→ **WHAT THIS TASK INVOLVES**: First find the line with "let (sin_pitch, cos_pitch)" in the entries below, then set down exactly every line through the line with "fn setup_camera(mut commands: Commands, rig: Res<CameraRig>)", that line included.

→ **MATERIAL PROVIDED**:
//! Swept-area wedge overlay for the Kepler's-second-law demonstration.
//!
//! Draws every wedge accumulated over the current period as a Sun-centered
//! triangle fan, alternating color by phase parity so the eight phases
//! read as distinct sectors.

use bevy::prelude::*;

use crate::sweep::SweptAreaAccumulator;

const EVEN_PHASE_COLOR: Color = Color::srgba(1.0, 0.0, 1.0, 0.35);
const ODD_PHASE_COLOR: Color = Color::srgba(0.0, 1.0, 1.0, 0.35);

/// Draw the accumulated wedges for the tracked body.
pub fn draw_swept_wedges(mut gizmos: Gizmos, accumulator: Res<SweptAreaAccumulator>) {
    if accumulator.tracked().is_none() {
        return;
    }

    for wedge in &accumulator.wedges {
        let color = if wedge.phase % 2 == 0 {
            EVEN_PHASE_COLOR
        } else {
            ODD_PHASE_COLOR
        };
        let previous = wedge.previous.as_vec3();
        let current = wedge.current.as_vec3();

        gizmos.line(Vec3::ZERO, previous, color);
        gizmos.line(previous, current, color);
        gizmos.line(current, Vec3::ZERO, color);
    }
}
//! Static orbit path sampling for rendering.
//!
//! Samples a conic section from the orbital elements and orients it in the
//! ecliptic frame. This is a rendering-only code path: time propagation in
//! the parent module supports bound orbits exclusively, while the path
//! sampler also covers parabolic and hyperbolic shapes.

use bevy::math::DVec3;
use std::f64::consts::PI;
use thiserror::Error;

use super::{orbital_rotation, OrbitalElements};

/// Conic shape classified from the eccentricity.
#[derive(Clone, Copy, Debug, PartialEq, Eq)]
pub enum OrbitShape {
    Circular,
    Elliptical,
    Parabolic,
    Hyperbolic,
}

/// Failure to sample an orbit path.
#[derive(Debug, Error, PartialEq)]
pub enum OrbitPathError {
    /// Negative or non-finite eccentricity; no conic section exists.
    #[error("invalid eccentricity {0}: orbit path cannot be generated")]
    InvalidEccentricity(f64),
}

/// Classify the conic shape for an eccentricity.
pub fn classify(e: f64) -> Result<OrbitShape, OrbitPathError> {
    if !e.is_finite() || e < 0.0 {
        return Err(OrbitPathError::InvalidEccentricity(e));
    }
    Ok(if e == 0.0 {
        OrbitShape::Circular
    } else if e < 1.0 {
        OrbitShape::Elliptical
    } else if e == 1.0 {
        OrbitShape::Parabolic
    } else {
        OrbitShape::Hyperbolic
    })
}

/// Sample an orbit path in render space.
///
/// Returns the classified shape and a polyline of `segments + 1` points,
/// rotated by the element orientation and scaled by `space_scale`. Bound
/// orbits produce a closed loop; parabolic and hyperbolic paths cover a
/// limited true-anomaly arc around perihelion (matching what an orrery can
/// usefully display of an unbound trajectory).
pub fn sample_path(
    elements: &OrbitalElements,
    segments: usize,
    space_scale: f64,
) -> Result<(OrbitShape, Vec<DVec3>), OrbitPathError> {
    let shape = classify(elements.e)?;
    let (a, e) = (elements.a, elements.e);
    let segments = segments.max(16);

    let mut points = Vec::with_capacity(segments + 1);

    match shape {
        OrbitShape::Circular | OrbitShape::Elliptical => {
            // Full ellipse via true-anomaly sweep from the focus
            let p = a * (1.0 - e * e); // semi-latus rectum
            for step in 0..=segments {
                let nu = step as f64 / segments as f64 * 2.0 * PI;
                let r = p / (1.0 + e * nu.cos());
                points.push(super::orbital_plane_position(r, nu));
            }
        }
        OrbitShape::Parabolic => {
            // r = p / (1 + cos θ), θ ∈ (-π/2, π/2)
            let p = a * (1.0 + e); // latus rectum
            for step in 0..=segments {
                let theta = -PI / 2.0 + step as f64 / segments as f64 * PI;
                let r = p / (1.0 + theta.cos());
                points.push(super::orbital_plane_position(r, theta));
            }
        }
        OrbitShape::Hyperbolic => {
            // r = a(e² − 1) / (1 + e cos θ), θ ∈ (-π/4, π/4)
            let p = a * (e * e - 1.0);
            for step in 0..=segments {
                let theta = -PI / 4.0 + step as f64 / segments as f64 * (PI / 2.0);
                let r = p / (1.0 + e * theta.cos());
                points.push(super::orbital_plane_position(r, theta));
            }
        }
    }

    let rotation = orbital_rotation(elements.i, elements.om, elements.w);
    let points = points
        .into_iter()
        .map(|p| rotation.transform_point3(p) * space_scale)
        .collect();

    Ok((shape, points))
}

#[cfg(test)]
mod tests {
    use super::*;
    use crate::types::J2000_JD;
    use approx::assert_relative_eq;

    fn elements_with_e(e: f64) -> OrbitalElements {
        OrbitalElements {
            a: 1.0,
            e,
            i: 0.0,
            om: 0.0,
            w: 0.0,
            ma: 0.0,
            epoch: J2000_JD,
        }
    }

    #[test]
    fn test_classify_shapes() {
        assert_eq!(classify(0.0), Ok(OrbitShape::Circular));
        assert_eq!(classify(0.5), Ok(OrbitShape::Elliptical));
        assert_eq!(classify(1.0), Ok(OrbitShape::Parabolic));
        assert_eq!(classify(1.5), Ok(OrbitShape::Hyperbolic));
        assert!(matches!(
            classify(-0.2),
            Err(OrbitPathError::InvalidEccentricity(_))
        ));
        assert!(matches!(
            classify(f64::NAN),
            Err(OrbitPathError::InvalidEccentricity(_))
        ));
    }

    #[test]
    fn test_circular_path_has_constant_radius() {
        let (shape, points) = sample_path(&elements_with_e(0.0), 64, 20.0).unwrap();
        assert_eq!(shape, OrbitShape::Circular);
        for p in &points {
            assert_relative_eq!(p.length(), 20.0, epsilon = 1e-9);
        }
    }

    #[test]
    fn test_elliptical_path_closes() {
        let (shape, points) = sample_path(&elements_with_e(0.4), 128, 1.0).unwrap();
        assert_eq!(shape, OrbitShape::Elliptical);
        let first = points.first().unwrap();
        let last = points.last().unwrap();
        assert!((*first - *last).length() < 1e-9, "ellipse should close");
    }

    #[test]
    fn test_invalid_eccentricity_leaves_path_uncreated() {
        let err = sample_path(&elements_with_e(-1.0), 64, 1.0).unwrap_err();
        assert_eq!(err, OrbitPathError::InvalidEccentricity(-1.0));
    }

    #[test]
    fn test_hyperbolic_path_is_open_and_finite() {
        let (shape, points) = sample_path(&elements_with_e(1.5), 64, 1.0).unwrap();
        assert_eq!(shape, OrbitShape::Hyperbolic);
        assert!(points.iter().all(|p| p.is_finite()));
        let first = points.first().unwrap();
        let last = points.last().unwrap();
        assert!((*first - *last).length() > 0.1, "hyperbola must not close");
    }
}
//! Orbit camera for viewing the solar system.
//!
//! A perspective camera constrained to a sphere around the origin: arrow
//! keys adjust yaw and pitch, the scroll wheel adjusts distance. The Sun
//! stays centered; there is no free-fly or pan.

use bevy::input::mouse::AccumulatedMouseScroll;
use bevy::prelude::*;

/// Closest allowed camera distance, in render units.
pub const MIN_DISTANCE: f32 = 5.0;

/// Furthest allowed camera distance (Neptune at 30 AU is ~600 units).
pub const MAX_DISTANCE: f32 = 1500.0;

/// Starting distance showing roughly the inner solar system.
pub const DEFAULT_DISTANCE: f32 = 60.0;

/// Yaw/pitch speed in radians per second while an arrow key is held.
pub const ROTATE_SPEED: f32 = 1.2;

/// Distance change per scroll unit, as a fraction of current distance.
pub const ZOOM_SPEED: f32 = 0.1;

/// Pitch limit keeping the camera off the poles, where yaw degenerates.
const MAX_PITCH: f32 = 1.54;

/// Marker component for the main camera.
#[derive(Component)]
pub struct MainCamera;

/// Spherical coordinates of the camera around the origin.
#[derive(Resource, Debug)]
pub struct CameraRig {
    pub yaw: f32,
    pub pitch: f32,
    pub distance: f32,
}

impl Default for CameraRig {
    fn default() -> Self {
        Self {
            yaw: 0.0,
            pitch: 0.6,
            distance: DEFAULT_DISTANCE,
        }
    }
}

impl CameraRig {
    /// Cartesian camera position for the current spherical coordinates.
    pub fn translation(&self) -> Vec3 {
        let (sin_yaw, cos_yaw) = self.yaw.sin_cos();
        let (sin_pitch, cos_pitch) = self.pitch.sin_cos();
        Vec3::new(
            self.distance * cos_pitch * sin_yaw,
            self.distance * sin_pitch,
            self.distance * cos_pitch * cos_yaw,
        )
    }
}

/// Plugin providing the orbit camera and its controls.
pub struct CameraPlugin;

impl Plugin for CameraPlugin {
    fn build(&self, app: &mut App) {
        app.init_resource::<CameraRig>()
            .add_systems(Startup, setup_camera)
            .add_systems(Update, (camera_rotate, camera_zoom, apply_rig).chain());
    }
}

/// Spawn the main camera with a perspective projection.
fn setup_camera(mut commands: Commands, rig: Res<CameraRig>) {
    commands.spawn((
        Camera3d::default(),
        Transform::from_translation(rig.translation()).looking_at(Vec3::ZERO, Vec3::Y),
        MainCamera,
    ));
}

/// Arrow keys adjust yaw and pitch while held.
fn camera_rotate(keys: Res<ButtonInput<KeyCode>>, time: Res<Time>, mut rig: ResMut<CameraRig>) {
    let step = ROTATE_SPEED * time.delta_secs();

    if keys.pressed(KeyCode::ArrowLeft) {
        rig.yaw -= step;
    }
    if keys.pressed(KeyCode::ArrowRight) {
        rig.yaw += step;
    }
    if keys.pressed(KeyCode::ArrowUp) {
        rig.pitch = (rig.pitch + step).min(MAX_PITCH);
    }
    if keys.pressed(KeyCode::ArrowDown) {
        rig.pitch = (rig.pitch - step).max(-MAX_PITCH);
    }
}

/// Scroll wheel zooms by scaling the distance logarithmically.
fn camera_zoom(mouse_scroll: Res<AccumulatedMouseScroll>, mut rig: ResMut<CameraRig>) {
    if mouse_scroll.delta.y == 0.0 {
        return;
    }

    let zoom_factor = 1.0 - mouse_scroll.delta.y * ZOOM_SPEED;
    rig.distance = (rig.distance * zoom_factor).clamp(MIN_DISTANCE, MAX_DISTANCE);
}

/// Write the rig's spherical coordinates back to the camera transform.
fn apply_rig(rig: Res<CameraRig>, mut camera: Query<&mut Transform, With<MainCamera>>) {
    if !rig.is_changed() {
        return;
    }
    let Ok(mut transform) = camera.single_mut() else {
        return;
    };
    *transform = Transform::from_translation(rig.translation()).looking_at(Vec3::ZERO, Vec3::Y);
}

→ **WRITTEN ANSWER**:
        let (sin_pitch, cos_pitch) = self.pitch.sin_cos();
        Vec3::new(
            self.distance * cos_pitch * sin_yaw,
            self.distance * sin_pitch,
            self.distance * cos_pitch * cos_yaw,
        )
    }
}

/// Plugin providing the orbit camera and its controls.
pub struct CameraPlugin;

impl Plugin for CameraPlugin {
    fn build(&self, app: &mut App) {
        app.init_resource::<CameraRig>()
            .add_systems(Startup, setup_camera)
            .add_systems(Update, (camera_rotate, camera_zoom, apply_rig).chain());
    }
}

/// Spawn the main camera with a perspective projection.
fn setup_camera(mut commands: Commands, rig: Res<CameraRig>) {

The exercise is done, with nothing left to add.